Giant Cell Myocarditis: Long Term Survival Following Left Ventricular Assist Device Implantation

2018 
Giant cell myocarditis (GCM) is a rapidly progressing and frequently fatal disease. Long term survival has been associated previously only with mechanical support and immunosuppression as a bridge to transplant. Here we present two patients with GCM who received advanced heart failure (HF) therapies with mechanical support and who survived with left ventricular assist device (LVAD) implantation. 67 y/o man with a history of coronary disease and remote revascularization progressed to stage D HF requiring inotropic therapy followed by an LVAD. At the time of implant, the consensus was that the cardiomyopathy (CM) had been a progression of ischemia. Pathological analysis of the apical core revealed GCM. He continues to be successfully supported by LVAD. 51 y/o man with history of familial CM presented in cardiogenic shock and refractory ventricular tachycardia. He was treated with veno-arterial extracorporeal membrane oxygenation as a bridge to a durable LVAD and then transplantation. Pathology from the core biopsy obtained at the time of LVAD implantation showed no evidence of GCM. He was transplanted after 2 years of mechanical support. His explanted heart showed prominent GCM with prominent fibrosis (Figure). Discussion Mechanical circulatory support (MCS) without immunosuppression, as either destination therapy or a bridge to transplantation, may be a viable option in select cases of GCM. The fact that the diagnosis of GCM is confirmed with pathology and can easily be missed generates an interesting conundrum.

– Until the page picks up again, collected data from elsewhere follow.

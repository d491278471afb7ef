//! Corpus walking and chunking for ingestion.
//!
//! Files are read page by page (`.pdf` through the `pdftotext` binary, `.txt`
//! directly; both use form feeds as page breaks) and each page is cut into
//! overlapping character windows with a recursive separator strategy.

use anyhow::{anyhow, Context, Result};
use std::collections::VecDeque;
use std::fs;
use std::path::{Path, PathBuf};
use std::process::Command;

use crate::types::DocumentChunk;

const PAGE_BREAK: char = '\x0c';
const SEPARATORS: [&str; 4] = ["\n\n", "\n", " ", ""];

#[derive(Debug, Clone)]
pub struct ChunkingConfig {
    pub chunk_size: usize,
    pub chunk_overlap: usize,
}

impl Default for ChunkingConfig {
    fn default() -> Self {
        Self { chunk_size: 500, chunk_overlap: 100 }
    }
}

/// Text of one page; `number` is `None` for unpaged sources.
#[derive(Debug, Clone, PartialEq)]
pub struct Page {
    pub number: Option<u32>,
    pub text: String,
}

#[derive(Default)]
pub struct DataProcessor {
    chunking_config: ChunkingConfig,
    source_base: Option<PathBuf>,
}

impl DataProcessor {
    pub fn new(chunking_config: ChunkingConfig) -> Self { Self { chunking_config, source_base: None } }

    /// Record chunk sources relative to `base` (e.g. `data/raw/<topic>/<file>`).
    pub fn with_source_base(mut self, base: impl Into<PathBuf>) -> Self {
        self.source_base = Some(base.into());
        self
    }

    pub fn process_directory(&self, data_dir: &Path) -> Result<Vec<DocumentChunk>> {
        self.process_files(data_dir, self.list_source_files(data_dir))
    }

    pub fn process_directory_limited(&self, data_dir: &Path, limit: usize) -> Result<Vec<DocumentChunk>> {
        let mut files = self.list_source_files(data_dir);
        if files.len() > limit {
            files.truncate(limit);
            tracing::info!(limit, "limited ingestion to the first files");
        }
        self.process_files(data_dir, files)
    }

    fn process_files(&self, data_dir: &Path, files: Vec<PathBuf>) -> Result<Vec<DocumentChunk>> {
        if files.is_empty() {
            tracing::warn!(dir = %data_dir.display(), "no .txt or .pdf files found");
            return Ok(vec![]);
        }
        let mut all_chunks = Vec::new();
        for (file_index, file_path) in files.iter().enumerate() {
            tracing::info!("Processing file {}/{}: {}", file_index + 1, files.len(), file_path.display());
            let pages = match read_pages(file_path) {
                Ok(pages) => pages,
                Err(e) => {
                    tracing::warn!(file = %file_path.display(), error = %e, "skipping unreadable file");
                    continue;
                }
            };
            let source = relative_source(file_path, self.source_base.as_deref());
            let topic = topic_for(file_path, data_dir);
            all_chunks.extend(self.chunk_pages(&source, topic.as_deref(), &pages));
        }
        tracing::info!("Processed {} files into {} chunks", files.len(), all_chunks.len());
        Ok(all_chunks)
    }

    pub fn chunk_pages(&self, source: &str, topic: Option<&str>, pages: &[Page]) -> Vec<DocumentChunk> {
        let mut chunks = Vec::new();
        let mut chunk_index = 0usize;
        for page in pages {
            for content in self.split_text(&page.text) {
                chunks.push(DocumentChunk {
                    id: DocumentChunk::make_id(source, page.number, chunk_index, &content),
                    source: source.to_string(),
                    page: page.number,
                    topic: topic.map(str::to_string),
                    content,
                    chunk_index,
                });
                chunk_index += 1;
            }
        }
        chunks
    }

    /// Split text into windows of at most `chunk_size` characters, carrying up
    /// to `chunk_overlap` characters of trailing context into the next window.
    pub fn split_text(&self, text: &str) -> Vec<String> {
        self.split_recursive(text, &SEPARATORS)
    }

    fn split_recursive(&self, text: &str, separators: &[&str]) -> Vec<String> {
        let position = separators
            .iter()
            .position(|sep| sep.is_empty() || text.contains(sep))
            .unwrap_or(separators.len().saturating_sub(1));
        let separator = separators.get(position).copied().unwrap_or("");
        let remaining = separators.get(position + 1..).unwrap_or(&[]);

        let pieces: Vec<String> = if separator.is_empty() {
            text.chars().map(String::from).collect()
        } else {
            text.split(separator).filter(|s| !s.is_empty()).map(str::to_string).collect()
        };

        let mut out = Vec::new();
        let mut fitting: Vec<String> = Vec::new();
        for piece in pieces {
            if char_len(&piece) <= self.chunking_config.chunk_size {
                fitting.push(piece);
                continue;
            }
            if !fitting.is_empty() {
                out.extend(self.merge_splits(&fitting, separator));
                fitting.clear();
            }
            if remaining.is_empty() {
                out.push(piece);
            } else {
                out.extend(self.split_recursive(&piece, remaining));
            }
        }
        if !fitting.is_empty() {
            out.extend(self.merge_splits(&fitting, separator));
        }
        out
    }

    fn merge_splits(&self, splits: &[String], separator: &str) -> Vec<String> {
        let size = self.chunking_config.chunk_size;
        let overlap = self.chunking_config.chunk_overlap;
        let sep_len = char_len(separator);

        let mut docs = Vec::new();
        let mut current: VecDeque<&str> = VecDeque::new();
        let mut total = 0usize;
        for split in splits {
            let len = char_len(split);
            let joiner = if current.is_empty() { 0 } else { sep_len };
            if total + len + joiner > size && !current.is_empty() {
                push_joined(&mut docs, &current, separator);
                loop {
                    let joiner = if current.is_empty() { 0 } else { sep_len };
                    if total <= overlap && (total == 0 || total + len + joiner <= size) {
                        break;
                    }
                    let Some(first) = current.pop_front() else { break };
                    let dropped_joiner = if current.is_empty() { 0 } else { sep_len };
                    total = total.saturating_sub(char_len(first) + dropped_joiner);
                }
            }
            current.push_back(split);
            total += len + if current.len() > 1 { sep_len } else { 0 };
        }
        push_joined(&mut docs, &current, separator);
        docs
    }

    fn list_source_files(&self, root: &Path) -> Vec<PathBuf> {
        let mut files: Vec<PathBuf> = walkdir::WalkDir::new(root)
            .into_iter()
            .filter_map(|e| e.ok())
            .filter(|e| e.file_type().is_file())
            .map(|e| e.path().to_path_buf())
            .filter(|p| matches!(extension(p).as_deref(), Some("txt" | "pdf")))
            .collect();
        files.sort();
        files
    }
}

fn push_joined(docs: &mut Vec<String>, parts: &VecDeque<&str>, separator: &str) {
    let joined = parts.iter().copied().collect::<Vec<_>>().join(separator);
    let trimmed = joined.trim();
    if !trimmed.is_empty() {
        docs.push(trimmed.to_string());
    }
}

fn char_len(s: &str) -> usize { s.chars().count() }

fn extension(path: &Path) -> Option<String> {
    path.extension().and_then(|s| s.to_str()).map(str::to_ascii_lowercase)
}

/// `/`-separated source path, relative to `base` when the file lies below it.
pub fn relative_source(file_path: &Path, base: Option<&Path>) -> String {
    let path = base.and_then(|b| file_path.strip_prefix(b).ok()).unwrap_or(file_path);
    path.to_string_lossy().replace('\\', "/")
}

/// Topic label: the containing directory relative to the corpus root.
pub fn topic_for(file_path: &Path, data_dir: &Path) -> Option<String> {
    let relative = file_path.strip_prefix(data_dir).unwrap_or(file_path);
    let parent = relative.parent()?;
    let topic = parent
        .components()
        .map(|c| c.as_os_str().to_string_lossy().to_string())
        .collect::<Vec<_>>()
        .join("/");
    if topic.is_empty() { None } else { Some(topic) }
}

/// Split extracted text on form feeds. Text without form feeds is unpaged.
pub fn split_pages(text: &str) -> Vec<Page> {
    if !text.contains(PAGE_BREAK) {
        return vec![Page { number: None, text: text.to_string() }];
    }
    text.split(PAGE_BREAK)
        .enumerate()
        .filter(|(_, t)| !t.trim().is_empty())
        .map(|(i, t)| Page { number: u32::try_from(i).ok(), text: t.to_string() })
        .collect()
}

pub fn read_pages(file_path: &Path) -> Result<Vec<Page>> {
    match extension(file_path).as_deref() {
        Some("pdf") => {
            let text = extract_pdf_text(file_path)?;
            let mut pages = split_pages(&text);
            // pdftotext always emits page breaks; a single-page PDF still has page 0
            for page in &mut pages {
                page.number.get_or_insert(0);
            }
            Ok(pages)
        }
        Some("txt") => {
            let content = match fs::read_to_string(file_path) {
                Ok(content) => content,
                Err(_) => String::from_utf8_lossy(&fs::read(file_path)?).to_string(),
            };
            Ok(split_pages(&content))
        }
        _ => Err(anyhow!("unsupported file type: {}", file_path.display())),
    }
}

fn extract_pdf_text(file_path: &Path) -> Result<String> {
    let output = Command::new("pdftotext")
        .arg("-enc")
        .arg("UTF-8")
        .arg(file_path)
        .arg("-")
        .output()
        .context("failed to run pdftotext (is poppler-utils installed?)")?;
    if !output.status.success() {
        return Err(anyhow!(
            "pdftotext failed for {}: {}",
            file_path.display(),
            String::from_utf8_lossy(&output.stderr).trim()
        ));
    }
    Ok(String::from_utf8_lossy(&output.stdout).to_string())
}

#[cfg(test)]
mod tests {
    use super::*;

    fn processor(size: usize, overlap: usize) -> DataProcessor {
        DataProcessor::new(ChunkingConfig { chunk_size: size, chunk_overlap: overlap })
    }

    #[test]
    fn short_text_is_one_chunk() {
        assert_eq!(processor(500, 100).split_text("Kurzer Absatz."), vec!["Kurzer Absatz.".to_string()]);
    }

    #[test]
    fn chunks_respect_size_and_overlap() {
        let words: Vec<String> = (0..200).map(|i| format!("w{i:03}")).collect();
        let text = words.join(" ");
        let chunks = processor(50, 20).split_text(&text);
        assert!(chunks.len() > 1);
        for c in &chunks {
            assert!(c.chars().count() <= 50, "chunk too long: {c}");
        }
        for pair in chunks.windows(2) {
            let first_word = pair[1].split_whitespace().next().unwrap_or_default();
            assert!(pair[0].contains(first_word), "expected overlap between {:?} and {:?}", pair[0], pair[1]);
        }
        assert!(chunks.last().is_some_and(|c| c.ends_with("w199")));
    }

    #[test]
    fn paragraphs_are_preferred_split_points() {
        let text = format!("{}\n\n{}", "a".repeat(30), "b".repeat(30));
        let chunks = processor(40, 0).split_text(&text);
        assert_eq!(chunks, vec!["a".repeat(30), "b".repeat(30)]);
    }

    #[test]
    fn unbroken_text_falls_back_to_characters() {
        let chunks = processor(10, 2).split_text(&"x".repeat(25));
        assert!(chunks.iter().all(|c| c.chars().count() <= 10));
        assert!(chunks.len() >= 3);
    }

    #[test]
    fn form_feeds_define_zero_based_pages() {
        let pages = split_pages("eins\x0czwei\x0c\x0cvier\x0c");
        let numbers: Vec<_> = pages.iter().map(|p| p.number).collect();
        assert_eq!(numbers, vec![Some(0), Some(1), Some(3)]);
    }

    #[test]
    fn text_without_form_feed_is_unpaged() {
        assert_eq!(split_pages("plain").first().and_then(|p| p.number), None);
    }

    #[test]
    fn topic_is_relative_parent_dir() {
        let root = Path::new("/corpus");
        assert_eq!(topic_for(Path::new("/corpus/ernaehrung/diabetes/a.pdf"), root).as_deref(), Some("ernaehrung/diabetes"));
        assert_eq!(topic_for(Path::new("/corpus/a.pdf"), root), None);
    }

    #[test]
    fn source_is_relative_to_base_when_possible() {
        let base = Path::new("/srv/groundqa");
        assert_eq!(relative_source(Path::new("/srv/groundqa/data/raw/a.pdf"), Some(base)), "data/raw/a.pdf");
        assert_eq!(relative_source(Path::new("/elsewhere/a.pdf"), Some(base)), "/elsewhere/a.pdf");
        assert_eq!(relative_source(Path::new("/elsewhere/a.pdf"), None), "/elsewhere/a.pdf");
    }

    #[test]
    fn chunk_ids_are_stable_and_distinct() {
        let p = processor(500, 100);
        let pages = vec![Page { number: Some(0), text: "alpha".into() }, Page { number: Some(1), text: "beta".into() }];
        let a = p.chunk_pages("doc.pdf", Some("t"), &pages);
        let b = p.chunk_pages("doc.pdf", Some("t"), &pages);
        assert_eq!(a, b);
        assert_ne!(a[0].id, a[1].id);
        assert_eq!(a[1].chunk_index, 1);
        assert_eq!(a[1].page, Some(1));
    }
}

Recognition of the disease may change management, as it traditionally includes immunosuppression whose role in patients with durable MCS is not known and is arguably undesirable as the risk of infectious complications may be prohibitive, and its results are dubious at best. Cases like these not only show that MCS may be a viable alternative, but also suggest that such an entity as stable GCM that has not been previously recognized as a survivable entity should be considered. A limitation of MCS therapy would be the lack of right ventricular support. It is evident that further research is needed in order to accurately define, stratify, and ultimately treat this so poorly understood entity.